IN ALL START APPLE..END APPLE blocks, change NUMBER N to NUMBER N+1 if
the color is RED

Using a regex to do this seems impractical to me ( and perhaps it
really is), so in these WORD-ish cases I usually just loop through the
array lines and set flags like $inAPPLE++... Its also tricky because
often as in this case, I have to *look ahead* to check the color.
Which makes looping not so nifty either.

What I'd really prefer is a regex that sensed when I was in a START
APPLE..END APPLE clause (of course ONLY in one clause- not the very
FIRST START APPLE to the very LAST END APPLE), then

Another approach I sometimes take is to split() the blocks out, then
map the regex into the split array, then recombine. That's actually
usually pretty effective, but sort of a pain because I have to
scalarize the array, split it, map it, recombine it, and then re-array
it. Geesh!

So anyhow- I'm just wondering if this is some sort of perfunc or regex
etc I can use to assist?
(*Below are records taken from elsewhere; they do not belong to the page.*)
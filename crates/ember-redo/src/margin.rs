//! Margin controller.
//!
//! Three free-space margins keep the log from overwriting data it still
//! needs: room in the staging buffer, distance from the oldest dirty page
//! in the buffer pool, and distance from the last checkpoint. As
//! thresholds are crossed, the controller schedules background writes,
//! preflushes dirty pages, or forces checkpoints.

use std::time::Duration;

use rand::Rng;

use ember_common::constants::{
    LOG_CHECKPOINT_EXTRA_FREE, LOG_CHECKPOINT_FREE_PER_THREAD, LOG_POOL_CHECKPOINT_RATIO_ASYNC,
    LOG_POOL_PREFLUSH_RATIO_ASYNC, LOG_POOL_PREFLUSH_RATIO_SYNC,
};
use ember_common::Lsn;

use crate::config::PreflushStrategy;
use crate::error::{RedoError, RedoResult};
use crate::log::{LogInner, RedoLog};

impl RedoLog {
    /// Derives the margin thresholds from the group geometry.
    ///
    /// Fails when the smallest group cannot reserve enough free space for
    /// the configured thread concurrency; the engine must not start in
    /// that case.
    pub(crate) fn calc_max_ages(inner: &mut LogInner, threads: usize) -> RedoResult<()> {
        let mut smallest_capacity = u64::MAX;
        for group in &inner.groups {
            smallest_capacity = smallest_capacity.min(group.capacity());
        }

        // Extra safety: use only nine tenths of the capacity.
        let smallest_capacity = smallest_capacity - smallest_capacity / 10;

        // Each concurrent thread must be able to fit the log entries of a
        // single query step into the reserved free space; running out of
        // log space mid-step cannot be recovered from.
        let free = LOG_CHECKPOINT_FREE_PER_THREAD * (10 + threads as u64)
            + LOG_CHECKPOINT_EXTRA_FREE;
        if free >= smallest_capacity / 2 {
            return Err(RedoError::GroupTooSmall {
                capacity: smallest_capacity,
                required: free,
            });
        }

        let margin = smallest_capacity - free;
        let margin = margin - margin / 10;

        inner.log_group_capacity = smallest_capacity;

        inner.max_modified_age_async = margin - margin / LOG_POOL_PREFLUSH_RATIO_ASYNC;
        inner.max_modified_age_sync = margin - margin / LOG_POOL_PREFLUSH_RATIO_SYNC;
        inner.max_checkpoint_age_async = margin - margin / LOG_POOL_CHECKPOINT_RATIO_ASYNC;
        inner.max_checkpoint_age = margin;

        Ok(())
    }

    /// Keeps a big enough free-space margin in the log buffer: schedules a
    /// non-flushing write of everything staged so far once the buffer fill
    /// crosses `max_buf_free`.
    pub fn flush_margin(&self) -> RedoResult<()> {
        let lsn = {
            let inner = self.inner.lock();
            if inner.buf.free > inner.buf.max_free {
                Some(inner.lsn)
            } else {
                None
            }
        };

        if let Some(lsn) = lsn {
            // We can write during flush.
            self.write_up_to(lsn, false)?;
        }

        Ok(())
    }

    /// Keeps a big enough free-space margin in the log group: preflushes
    /// dirty pages and checkpoints as the age thresholds are crossed.
    ///
    /// May only be called while the caller owns no log synchronization
    /// objects.
    pub fn checkpoint_margin(&self) -> RedoResult<()> {
        loop {
            let mut advance = 0u64;
            let oldest_lsn;
            let do_checkpoint;
            let checkpoint_sync;

            {
                let mut inner = self.inner.lock();

                if !inner.check_flush_or_checkpoint {
                    return Ok(());
                }

                oldest_lsn = self.pool.oldest_modification().unwrap_or(inner.lsn);

                let age = inner.lsn.diff(oldest_lsn);
                if age > inner.max_modified_age_sync {
                    // A flush is urgent: synchronous preflush, overshooting
                    // the threshold so we do not come right back here.
                    advance = 2 * (age - inner.max_modified_age_sync);
                }

                let checkpoint_age = inner.lsn.diff(inner.last_checkpoint_lsn);

                if checkpoint_age > inner.max_checkpoint_age {
                    // A checkpoint is urgent: do it synchronously.
                    checkpoint_sync = true;
                    do_checkpoint = true;
                } else if checkpoint_age > inner.max_checkpoint_age_async {
                    // Not urgent: start it and let it complete on its own.
                    do_checkpoint = true;
                    checkpoint_sync = false;
                    inner.check_flush_or_checkpoint = false;
                } else {
                    do_checkpoint = false;
                    checkpoint_sync = false;
                    inner.check_flush_or_checkpoint = false;
                }
            }

            if advance != 0 {
                let new_oldest = oldest_lsn.offset(advance);
                let success = self.preflush_modified_pages(new_oldest)?;

                if !success {
                    // Another thread was flushing at the same time; let the
                    // next pass re-evaluate.
                    self.inner.lock().check_flush_or_checkpoint = true;
                    continue;
                }
            }

            if do_checkpoint {
                self.checkpoint(checkpoint_sync, false)?;

                if checkpoint_sync {
                    continue;
                }
            }

            return Ok(());
        }
    }

    /// Asks the buffer pool to advance its oldest modification to at least
    /// `new_oldest`.
    ///
    /// Returns false when a flush batch of the same type was already
    /// running, meaning this thread's request was not served.
    pub(crate) fn preflush_modified_pages(&self, new_oldest: Lsn) -> RedoResult<bool> {
        if self.config.preflush_strategy == PreflushStrategy::Sync || new_oldest == Lsn::MAX {
            let (started, pages) = self.pool.flush_to_lsn(new_oldest);
            if started && pages > 0 {
                tracing::debug!(target_lsn = %new_oldest, pages, "preflushed dirty pages");
            }
            return Ok(started);
        }

        // Exponential backoff: let the page cleaner do the work, sleeping
        // random intervals that double up to a cap while no batch runs.
        let mut current = self.pool.oldest_modification();
        let mut step = 0u32;

        while let Some(oldest) = current {
            if oldest >= new_oldest {
                break;
            }

            while !self.pool.flush_in_progress() {
                let cap = 1u64 << step;
                let sleep_us = rand::thread_rng().gen_range(0..=cap);
                std::thread::sleep(Duration::from_micros(sleep_us));
                step = (step + 1) % 16;
            }

            while self.pool.flush_in_progress() {
                std::thread::yield_now();
            }

            current = self.pool.oldest_modification();
        }

        Ok(current.map_or(true, |oldest| oldest >= new_oldest))
    }

    /// Checks that there is enough free space in the log for a new query
    /// step, flushing the buffer or checkpointing as necessary.
    ///
    /// May only be called while the caller owns no log synchronization
    /// objects.
    pub fn check_margins(&self) -> RedoResult<()> {
        loop {
            self.flush_margin()?;
            self.checkpoint_margin()?;

            {
                let inner = self.inner.lock();
                if self.tracking_margin_exceeded(&inner, 0) {
                    drop(inner);
                    std::thread::sleep(Duration::from_millis(10));
                    continue;
                }
            }

            let check = self.inner.lock().check_flush_or_checkpoint;
            if !check {
                return Ok(());
            }
        }
    }
}
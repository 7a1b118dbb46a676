//! Redo log configuration.

use std::path::PathBuf;

use ember_common::constants::{
    DEFAULT_LOG_BUFFER_SIZE, DEFAULT_LOG_FILES, DEFAULT_LOG_FILE_SIZE,
    DEFAULT_THREAD_CONCURRENCY, DEFAULT_WRITE_AHEAD_SIZE, LOG_BLOCK_SIZE,
    LOG_BUF_FLUSH_MARGIN, LOG_BUF_FLUSH_RATIO, LOG_FILE_HDR_SIZE,
    MAX_WRITE_AHEAD_SIZE, PAGE_SIZE,
};

use crate::checksum::ChecksumAlgorithm;

/// How log and data file writes reach stable storage.
#[derive(Debug, Clone, Copy, PartialEq, Eq, Default)]
pub enum FlushMethod {
    /// Buffered writes followed by explicit fsync.
    #[default]
    Fsync,
    /// Files opened with O_DSYNC; the OS flushes on every write.
    ODsync,
    /// Direct I/O for data files, explicit fsync for the log.
    ODirect,
    /// Direct I/O without the trailing fsync for data files.
    ODirectNoFsync,
    /// fsync only the metadata-bearing writes.
    LittleSync,
    /// Direct I/O for both data and log files.
    AllODirect,
    /// Never sync. Unsafe; for benchmarking only.
    NoSync,
}

impl FlushMethod {
    /// Whether the log writer must call fsync after writing log blocks.
    ///
    /// With O_DSYNC or direct unbuffered log writes the OS has already made
    /// the bytes durable when the write returns.
    #[must_use]
    pub fn log_fsync_required(self) -> bool {
        !matches!(self, Self::ODsync | Self::AllODirect | Self::NoSync)
    }

    /// Whether data files must be fsynced before a checkpoint is written.
    #[must_use]
    pub fn data_fsync_required(self) -> bool {
        !matches!(self, Self::NoSync | Self::AllODirect)
    }
}

/// Strategy for advancing the oldest dirty page past a target LSN.
#[derive(Debug, Clone, Copy, PartialEq, Eq, Default)]
pub enum PreflushStrategy {
    /// Issue one flush batch and wait for it.
    #[default]
    Sync,
    /// Wait for the page cleaner with randomized exponential backoff.
    ExpBackoff,
}

/// Configuration for the redo log core.
#[derive(Debug, Clone)]
pub struct RedoConfig {
    /// Directory where the log files are stored.
    pub dir: PathBuf,

    /// Number of log files in the group.
    pub n_files: usize,

    /// Size of each log file in bytes, header region included.
    pub file_size: u64,

    /// Initial size of the in-memory log buffer. Grown on demand when a
    /// single mini-transaction needs more than half of it.
    pub buffer_size: usize,

    /// Storage-aligned write unit. Log writes that do not end on a boundary
    /// of this size are padded with zeros up to the next boundary.
    pub write_ahead_size: usize,

    /// Number of threads that may concurrently generate log. Used to reserve
    /// free space in the group for in-flight mini-transactions.
    pub thread_concurrency: usize,

    /// How writes reach stable storage.
    pub flush_method: FlushMethod,

    /// Trailer checksum algorithm for log blocks.
    pub checksum_algorithm: ChecksumAlgorithm,

    /// Whether the changed-page tracking watermark participates in the
    /// margin checks.
    pub track_changed_pages: bool,

    /// Strategy for dirty-page preflushing.
    pub preflush_strategy: PreflushStrategy,
}

impl Default for RedoConfig {
    fn default() -> Self {
        Self {
            dir: PathBuf::from("data/redo"),
            n_files: DEFAULT_LOG_FILES,
            file_size: DEFAULT_LOG_FILE_SIZE,
            buffer_size: DEFAULT_LOG_BUFFER_SIZE,
            write_ahead_size: DEFAULT_WRITE_AHEAD_SIZE,
            thread_concurrency: DEFAULT_THREAD_CONCURRENCY,
            flush_method: FlushMethod::default(),
            checksum_algorithm: ChecksumAlgorithm::default(),
            track_changed_pages: false,
            preflush_strategy: PreflushStrategy::default(),
        }
    }
}

impl RedoConfig {
    /// Creates a new configuration with the specified log directory.
    pub fn new(dir: impl Into<PathBuf>) -> Self {
        Self {
            dir: dir.into(),
            ..Default::default()
        }
    }

    /// Sets the number of log files.
    #[must_use]
    pub fn with_n_files(mut self, n_files: usize) -> Self {
        self.n_files = n_files;
        self
    }

    /// Sets the size of each log file (header included).
    #[must_use]
    pub fn with_file_size(mut self, file_size: u64) -> Self {
        self.file_size = file_size;
        self
    }

    /// Sets the initial log buffer size.
    #[must_use]
    pub fn with_buffer_size(mut self, buffer_size: usize) -> Self {
        self.buffer_size = buffer_size;
        self
    }

    /// Sets the storage-aligned write unit.
    #[must_use]
    pub fn with_write_ahead_size(mut self, write_ahead_size: usize) -> Self {
        self.write_ahead_size = write_ahead_size;
        self
    }

    /// Sets the assumed thread concurrency.
    #[must_use]
    pub fn with_thread_concurrency(mut self, threads: usize) -> Self {
        self.thread_concurrency = threads;
        self
    }

    /// Sets the flush method.
    #[must_use]
    pub fn with_flush_method(mut self, method: FlushMethod) -> Self {
        self.flush_method = method;
        self
    }

    /// Sets the block checksum algorithm.
    #[must_use]
    pub fn with_checksum_algorithm(mut self, algorithm: ChecksumAlgorithm) -> Self {
        self.checksum_algorithm = algorithm;
        self
    }

    /// Enables or disables changed-page tracking.
    #[must_use]
    pub fn with_track_changed_pages(mut self, track: bool) -> Self {
        self.track_changed_pages = track;
        self
    }

    /// Sets the preflush strategy.
    #[must_use]
    pub fn with_preflush_strategy(mut self, strategy: PreflushStrategy) -> Self {
        self.preflush_strategy = strategy;
        self
    }

    /// Validates the configuration.
    pub fn validate(&self) -> Result<(), String> {
        if self.n_files == 0 {
            return Err("at least one log file is required".to_string());
        }

        if self.file_size <= LOG_FILE_HDR_SIZE {
            return Err(format!(
                "log file size must exceed the {LOG_FILE_HDR_SIZE}-byte header"
            ));
        }

        if (self.file_size - LOG_FILE_HDR_SIZE) % LOG_BLOCK_SIZE as u64 != 0 {
            return Err("log file data area must be a multiple of the block size".to_string());
        }

        if self.buffer_size < 16 * LOG_BLOCK_SIZE || self.buffer_size < 4 * PAGE_SIZE {
            return Err(format!(
                "log buffer must be at least {} bytes",
                (16 * LOG_BLOCK_SIZE).max(4 * PAGE_SIZE)
            ));
        }

        if self.buffer_size / LOG_BUF_FLUSH_RATIO <= LOG_BUF_FLUSH_MARGIN {
            return Err(format!(
                "log buffer must exceed {} bytes to leave a usable flush margin",
                LOG_BUF_FLUSH_RATIO * LOG_BUF_FLUSH_MARGIN
            ));
        }

        if self.buffer_size % LOG_BLOCK_SIZE != 0 {
            return Err("log buffer size must be a multiple of the block size".to_string());
        }

        if !self.write_ahead_size.is_power_of_two()
            || self.write_ahead_size < LOG_BLOCK_SIZE
            || self.write_ahead_size > MAX_WRITE_AHEAD_SIZE
        {
            return Err(format!(
                "write-ahead size must be a power of two in [{LOG_BLOCK_SIZE}, \
                 {MAX_WRITE_AHEAD_SIZE}]"
            ));
        }

        if self.thread_concurrency == 0 {
            return Err("thread concurrency must be positive".to_string());
        }

        Ok(())
    }

    /// Returns the path of the nth log file.
    pub fn file_path(&self, file_no: usize) -> PathBuf {
        self.dir.join(format!("redo_{file_no:04}.log"))
    }
}
//! Checkpoint coordinator.
//!
//! A checkpoint asserts that every change below its LSN is safely in the
//! data files, letting recovery start there instead of at the beginning of
//! the log. Checkpoint info is written to one of two fixed slots in each
//! group's first file, alternating by checkpoint number parity: if a crash
//! tears one slot, the other still holds the prior valid checkpoint, and
//! recovery picks whichever valid slot has the higher number.

use std::sync::atomic::Ordering;
use std::sync::Arc;

use parking_lot::MutexGuard;

use ember_common::constants::{
    LOG_BLOCK_SIZE, LOG_CHECKPOINT_1, LOG_CHECKPOINT_2, LOG_CHECKPOINT_ARCHIVED_LSN,
    LOG_CHECKPOINT_CHECKSUM_1, LOG_CHECKPOINT_CHECKSUM_2, LOG_CHECKPOINT_LOG_BUF_SIZE,
    LOG_CHECKPOINT_LSN, LOG_CHECKPOINT_NO, LOG_CHECKPOINT_OFFSET_HIGH32,
    LOG_CHECKPOINT_OFFSET_LOW32, LOG_CHECKPOINT_SIZE, MLOG_CHECKPOINT,
    SIZE_OF_MLOG_CHECKPOINT,
};
use ember_common::Lsn;

use crate::checksum::pair_fold_u32;
use crate::error::{RedoError, RedoResult};
use crate::files::IoToken;
use crate::log::{LogInner, RedoLog, SHUTDOWN_NONE};

/// One of the two checkpoint slots in a log file's header region.
#[derive(Debug, Clone, Copy, PartialEq, Eq)]
pub enum CheckpointSlot {
    /// The first slot, used by even-numbered checkpoints.
    First,
    /// The second slot, used by odd-numbered checkpoints.
    Second,
}

impl CheckpointSlot {
    /// File offset of this slot.
    #[must_use]
    pub fn offset(self) -> u64 {
        match self {
            Self::First => LOG_CHECKPOINT_1,
            Self::Second => LOG_CHECKPOINT_2,
        }
    }

    /// The slot used by the checkpoint with the given number.
    #[must_use]
    pub fn for_checkpoint_no(no: u64) -> Self {
        if no & 1 == 1 {
            Self::Second
        } else {
            Self::First
        }
    }
}

/// Decoded contents of a valid checkpoint slot.
#[derive(Debug, Clone, Copy, PartialEq, Eq)]
pub struct CheckpointInfo {
    /// Checkpoint counter.
    pub checkpoint_no: u64,
    /// All changes below this LSN are in the data files.
    pub checkpoint_lsn: Lsn,
    /// Byte position of `checkpoint_lsn` within the group.
    pub lsn_offset: u64,
    /// Log buffer size at the time of the checkpoint.
    pub log_buf_size: u32,
}

/// Builds the 512-byte checkpoint block.
fn build_checkpoint_block(
    checkpoint_no: u64,
    checkpoint_lsn: Lsn,
    lsn_offset: u64,
    log_buf_size: usize,
) -> [u8; LOG_BLOCK_SIZE] {
    let mut buf = [0u8; LOG_BLOCK_SIZE];

    buf[LOG_CHECKPOINT_NO..LOG_CHECKPOINT_NO + 8].copy_from_slice(&checkpoint_no.to_be_bytes());
    buf[LOG_CHECKPOINT_LSN..LOG_CHECKPOINT_LSN + 8]
        .copy_from_slice(&checkpoint_lsn.to_be_bytes());
    buf[LOG_CHECKPOINT_OFFSET_LOW32..LOG_CHECKPOINT_OFFSET_LOW32 + 4]
        .copy_from_slice(&((lsn_offset & 0xFFFF_FFFF) as u32).to_be_bytes());
    buf[LOG_CHECKPOINT_OFFSET_HIGH32..LOG_CHECKPOINT_OFFSET_HIGH32 + 4]
        .copy_from_slice(&((lsn_offset >> 32) as u32).to_be_bytes());
    buf[LOG_CHECKPOINT_LOG_BUF_SIZE..LOG_CHECKPOINT_LOG_BUF_SIZE + 4]
        .copy_from_slice(&(log_buf_size as u32).to_be_bytes());

    // Archiving is off: the archived LSN slot carries the maximum value and
    // the per-group info array stays zeroed.
    buf[LOG_CHECKPOINT_ARCHIVED_LSN..LOG_CHECKPOINT_ARCHIVED_LSN + 8]
        .copy_from_slice(&Lsn::MAX.to_be_bytes());

    let checksum1 = pair_fold_u32(&buf[..LOG_CHECKPOINT_CHECKSUM_1]);
    buf[LOG_CHECKPOINT_CHECKSUM_1..LOG_CHECKPOINT_CHECKSUM_1 + 4]
        .copy_from_slice(&checksum1.to_be_bytes());

    let checksum2 = pair_fold_u32(&buf[LOG_CHECKPOINT_LSN..LOG_CHECKPOINT_CHECKSUM_2]);
    buf[LOG_CHECKPOINT_CHECKSUM_2..LOG_CHECKPOINT_CHECKSUM_2 + 4]
        .copy_from_slice(&checksum2.to_be_bytes());

    buf
}

fn read_u32_at(buf: &[u8], offset: usize) -> u32 {
    let mut bytes = [0u8; 4];
    bytes.copy_from_slice(&buf[offset..offset + 4]);
    u32::from_be_bytes(bytes)
}

fn read_u64_at(buf: &[u8], offset: usize) -> u64 {
    let mut bytes = [0u8; 8];
    bytes.copy_from_slice(&buf[offset..offset + 8]);
    u64::from_be_bytes(bytes)
}

/// Validates both checksums of a checkpoint block and decodes it.
pub fn decode_checkpoint_block(buf: &[u8], slot_offset: u64) -> RedoResult<CheckpointInfo> {
    if buf.len() < LOG_CHECKPOINT_SIZE {
        return Err(RedoError::checkpoint_slot_invalid(slot_offset, "short block"));
    }

    let stored1 = read_u32_at(buf, LOG_CHECKPOINT_CHECKSUM_1);
    if stored1 != pair_fold_u32(&buf[..LOG_CHECKPOINT_CHECKSUM_1]) {
        return Err(RedoError::checkpoint_slot_invalid(
            slot_offset,
            "first checksum mismatch",
        ));
    }

    let stored2 = read_u32_at(buf, LOG_CHECKPOINT_CHECKSUM_2);
    if stored2 != pair_fold_u32(&buf[LOG_CHECKPOINT_LSN..LOG_CHECKPOINT_CHECKSUM_2]) {
        return Err(RedoError::checkpoint_slot_invalid(
            slot_offset,
            "second checksum mismatch",
        ));
    }

    let low = read_u32_at(buf, LOG_CHECKPOINT_OFFSET_LOW32);
    let high = read_u32_at(buf, LOG_CHECKPOINT_OFFSET_HIGH32);

    Ok(CheckpointInfo {
        checkpoint_no: read_u64_at(buf, LOG_CHECKPOINT_NO),
        checkpoint_lsn: Lsn::new(read_u64_at(buf, LOG_CHECKPOINT_LSN)),
        lsn_offset: (u64::from(high) << 32) | u64::from(low),
        log_buf_size: read_u32_at(buf, LOG_CHECKPOINT_LOG_BUF_SIZE),
    })
}

/// Encodes the checkpoint marker record for the given LSN.
fn checkpoint_marker(lsn: Lsn) -> [u8; SIZE_OF_MLOG_CHECKPOINT] {
    let mut marker = [0u8; SIZE_OF_MLOG_CHECKPOINT];
    marker[0] = MLOG_CHECKPOINT;
    marker[1..].copy_from_slice(&lsn.to_be_bytes());
    marker
}

impl RedoLog {
    /// Makes a checkpoint at the oldest modification in the buffer pool.
    ///
    /// Does not flush dirty pages itself; it records what is already safe.
    /// Use [`make_checkpoint_at`](Self::make_checkpoint_at) to flush the
    /// pool as well.
    ///
    /// Returns `Ok(false)` when another checkpoint write was already
    /// running (after waiting for it when `sync` is set); `write_always`
    /// forces a write even if nothing was logged since the last checkpoint.
    pub fn checkpoint(&self, sync: bool, write_always: bool) -> RedoResult<bool> {
        // Any data page written before this checkpoint must be durable
        // before the checkpoint claims changes below its LSN are safe.
        if self.config.flush_method.data_fsync_required() {
            self.data_files.flush()?;
        }

        let mut inner = self.inner.lock();

        let oldest = self
            .pool
            .oldest_modification()
            .unwrap_or(inner.lsn)
            .min(inner.lsn);

        if !write_always
            && oldest == inner.last_checkpoint_lsn.offset(SIZE_OF_MLOG_CHECKPOINT as u64)
        {
            // Nothing was logged since the previous checkpoint other than
            // its own marker.
            return Ok(true);
        }

        // Append the registered checkpoint records and the checkpoint
        // marker while the mutex blocks producers, so no page with a lower
        // modification LSN can enter the flush list after we read `oldest`.
        let mut flush_lsn = oldest;
        let at_shutdown = self.shutdown_state.load(Ordering::Acquire) != SHUTDOWN_NONE;
        let write_marker = !at_shutdown || flush_lsn != inner.lsn;

        let mut appended = false;
        if let Some(extra) = inner.append_on_checkpoint.clone() {
            self.append_record_locked(&mut inner, &extra);
            appended = true;
        }
        if write_marker {
            let marker = checkpoint_marker(flush_lsn);
            self.append_record_locked(&mut inner, &marker);
            appended = true;
        }
        if appended {
            flush_lsn = inner.lsn;
        }

        drop(inner);

        self.write_up_to(flush_lsn, true)?;

        let mut inner = self.inner.lock();

        if !write_always && inner.last_checkpoint_lsn >= oldest {
            // Another thread checkpointed past our target meanwhile.
            return Ok(true);
        }

        debug_assert!(inner.flushed_to_disk_lsn >= oldest);

        if inner.n_pending_checkpoint_writes > 0 {
            // A checkpoint write is running.
            drop(inner);

            if sync {
                // Wait for it to complete.
                drop(self.checkpoint_lock.read());
            }

            return Ok(false);
        }

        inner.next_checkpoint_lsn = oldest;
        self.write_checkpoint_info(inner)?;

        Ok(true)
    }

    /// Makes a checkpoint at or after a specified LSN, preflushing dirty
    /// pages first. Pass `Lsn::MAX` for the latest possible LSN.
    pub fn make_checkpoint_at(&self, lsn: Lsn, write_always: bool) -> RedoResult<()> {
        // Flush as much as we can; retry while competing batches run.
        while !self.preflush_modified_pages(lsn)? {}

        while !self.checkpoint(true, write_always)? {}

        Ok(())
    }

    /// Registers bytes to be appended to the log on every checkpoint,
    /// returning the previously registered bytes.
    pub fn append_on_checkpoint(&self, buf: Option<Vec<u8>>) -> Option<Vec<u8>> {
        let mut inner = self.inner.lock();
        std::mem::replace(&mut inner.append_on_checkpoint, buf)
    }

    /// Writes the prepared checkpoint info to every group and completes
    /// the checkpoint.
    ///
    /// The checkpoint lock is held exclusively for the duration of the
    /// slot I/O; sync waiters acquire it shared to ride out completion.
    fn write_checkpoint_info(&self, mut inner: MutexGuard<'_, LogInner>) -> RedoResult<()> {
        let cp_lock = self.checkpoint_lock.write();

        let mut tokens = Vec::with_capacity(inner.groups.len());
        for group_idx in 0..inner.groups.len() {
            self.group_checkpoint(&mut inner, group_idx)?;
            tokens.push(IoToken::Checkpoint(group_idx));
        }

        drop(inner);

        for token in tokens {
            self.io_complete(token)?;
        }

        drop(cp_lock);

        self.stats.checkpoints.fetch_add(1, Ordering::Relaxed);

        Ok(())
    }

    /// Builds and issues the checkpoint block for one group.
    fn group_checkpoint(&self, inner: &mut LogInner, group_idx: usize) -> RedoResult<()> {
        let checkpoint_no = inner.next_checkpoint_no;
        let checkpoint_lsn = inner.next_checkpoint_lsn;
        let log_buf_size = inner.buf.size;

        tracing::debug!(
            checkpoint_no,
            checkpoint_lsn = %checkpoint_lsn,
            group = group_idx,
            "writing checkpoint info"
        );

        let (files, block) = {
            let group = &mut inner.groups[group_idx];
            let lsn_offset = group.calc_lsn_offset(checkpoint_lsn);
            let block = build_checkpoint_block(
                checkpoint_no,
                checkpoint_lsn,
                lsn_offset,
                log_buf_size,
            );
            group.checkpoint_buf.copy_from_slice(&block);
            (Arc::clone(group.files()), block)
        };

        inner.n_pending_checkpoint_writes += 1;
        self.stats.n_log_ios.fetch_add(1, Ordering::Relaxed);

        let slot = CheckpointSlot::for_checkpoint_no(checkpoint_no);
        files.write_at(0, slot.offset(), &block)?;

        Ok(())
    }

    /// Handles the completion of a log-space I/O.
    pub(crate) fn io_complete(&self, token: IoToken) -> RedoResult<()> {
        match token {
            IoToken::Checkpoint(group_idx) => {
                if self.config.flush_method.log_fsync_required() {
                    let files = {
                        let inner = self.inner.lock();
                        Arc::clone(inner.groups[group_idx].files())
                    };
                    files.fsync()?;
                }
                self.io_complete_checkpoint();
                Ok(())
            }
            IoToken::Data(_) => {
                // Log data writes complete synchronously inside the writer
                // and never come through here.
                debug_assert!(false, "unexpected data I/O completion");
                Ok(())
            }
        }
    }

    /// Accounts one finished checkpoint slot write; the last one completes
    /// the checkpoint.
    fn io_complete_checkpoint(&self) {
        let mut inner = self.inner.lock();

        debug_assert!(inner.n_pending_checkpoint_writes > 0);
        inner.n_pending_checkpoint_writes -= 1;

        if inner.n_pending_checkpoint_writes == 0 {
            inner.next_checkpoint_no += 1;
            inner.last_checkpoint_lsn = inner.next_checkpoint_lsn;

            tracing::debug!(
                last_checkpoint_lsn = %inner.last_checkpoint_lsn,
                flushed_to_disk_lsn = %inner.flushed_to_disk_lsn,
                "checkpoint completed"
            );
        }
    }

    /// Reads and validates one checkpoint slot of a group.
    pub fn read_checkpoint_info(
        &self,
        group_idx: usize,
        slot: CheckpointSlot,
    ) -> RedoResult<CheckpointInfo> {
        let files = {
            let inner = self.inner.lock();
            Arc::clone(inner.groups[group_idx].files())
        };

        self.stats.n_log_ios.fetch_add(1, Ordering::Relaxed);

        let mut buf = vec![0u8; LOG_BLOCK_SIZE];
        files.read_at(0, slot.offset(), &mut buf)?;

        decode_checkpoint_block(&buf, slot.offset())
    }

    /// Returns the most recent valid checkpoint of a group: the valid slot
    /// with the higher checkpoint number.
    pub fn latest_checkpoint(&self, group_idx: usize) -> RedoResult<CheckpointInfo> {
        let first = self.read_checkpoint_info(group_idx, CheckpointSlot::First);
        let second = self.read_checkpoint_info(group_idx, CheckpointSlot::Second);

        match (first, second) {
            (Ok(a), Ok(b)) => Ok(if a.checkpoint_no >= b.checkpoint_no { a } else { b }),
            (Ok(a), Err(_)) => Ok(a),
            (Err(_), Ok(b)) => Ok(b),
            (Err(_), Err(_)) => Err(RedoError::NoValidCheckpoint),
        }
    }
}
I feel like I'm barking up the wrong tree..
Thanks in advance gurus..

!
START APPLE
.
.
NUMBER 5
COLOR RED
.
.
END APPLE
.
!
START ORANGE
.
.
NUMBER 10
COLOR GREEN
.
END ORANGE
.
.
!
START APPLE
.
.
NUMBER 10
COLOR GREEN
.
.

END APPLE
!
START APPLE
.
.
NUMBER 2
COLOR RED
.
.
END APPLE

-----BEGIN PGP SIGNATURE-----
Version: GnuPG v1.4.9 (GNU/Linux)
Comment: Using GnuPG with Mozilla - http://enigmail.mozdev.org

iEYEARECAAYFAkl3mf0ACgkQb3tX8F/f+Wy3YQCffjXyYzfO/+gUAJ5CPao7RlVZ
sLgAn1ef/R6D+fQgJyw7tYU8gdM6m1WQ
=3VLf
-----END PGP SIGNATURE-----
 
A

A. Sinan Unur

(e-mail address removed) wrote in @m12g2000vbp.googlegroups.com:
I often find that I need to make a change to a block with logic like:

IN ALL START APPLE..END APPLE blocks, change NUMBER N to NUMBER N+1 if
the color is RED

Using a regex to do this seems impractical to me ( and perhaps it
really is), so in these WORD-ish cases I usually just loop through the
array lines and set flags like $inAPPLE++... Its also tricky because
often as in this case, I have to *look ahead* to check the color.
Which makes looping not so nifty either.

What I'd really prefer is a regex that sensed when I was in a START
APPLE..END APPLE clause (of course ONLY in one clause- not the very
FIRST START APPLE to the very LAST END APPLE), then

Another approach I sometimes take is to split() the blocks out, then
map the regex into the split array, then recombine. That's actually
usually pretty effective, but sort of a pain because I have to
scalarize the array, split it, map it, recombine it, and then re-array
it. Geesh!

So anyhow- I'm just wondering if this is some sort of perfunc or regex
etc I can use to assist? I feel like I'm barking up the wrong tree..
Thanks in advance gurus..

I am not sure anything is really wrong with the approaches listed above.
I would be inclined to parse the data into proper Perl data structures
(in this case an array of hashrefs seems reasonable). However, it seems
to me like you are not familiar with the range operator .. so I came up
with the following example using your data:

#!/usr/bin/perl

use strict;
use warnings;

my ($number, $color, $buffer);

while ( <DATA> ) {
print and next unless my $seq = /^START APPLE/ .. /^END APPLE/;

$buffer .= $_;
$number = $1 if /^NUMBER (\d+)/;
$color = $1 if /^COLOR (\w+)/;

if ( $seq =~ /E0$/ ) {

if ( $color eq 'RED') {
my $replacement = $number + 1;
$buffer =~ s/^NUMBER $number/NUMBER $replacement/m;
}

print $buffer;
undef for $number, $color, $buffer;
}
}


__DATA__
!
START APPLE
..
..
NUMBER 5
COLOR RED
..
..
END APPLE
..
!
START ORANGE
..
..
NUMBER 10
COLOR GREEN
..
END ORANGE
..
..
!
START APPLE
..
..
NUMBER 10
COLOR GREEN
..
..

END APPLE
!
START APPLE
..
..
NUMBER 2
COLOR RED
..
..
END APPLE

--
A. Sinan Unur <[email protected]>
(remove .invalid and reverse each component for email address)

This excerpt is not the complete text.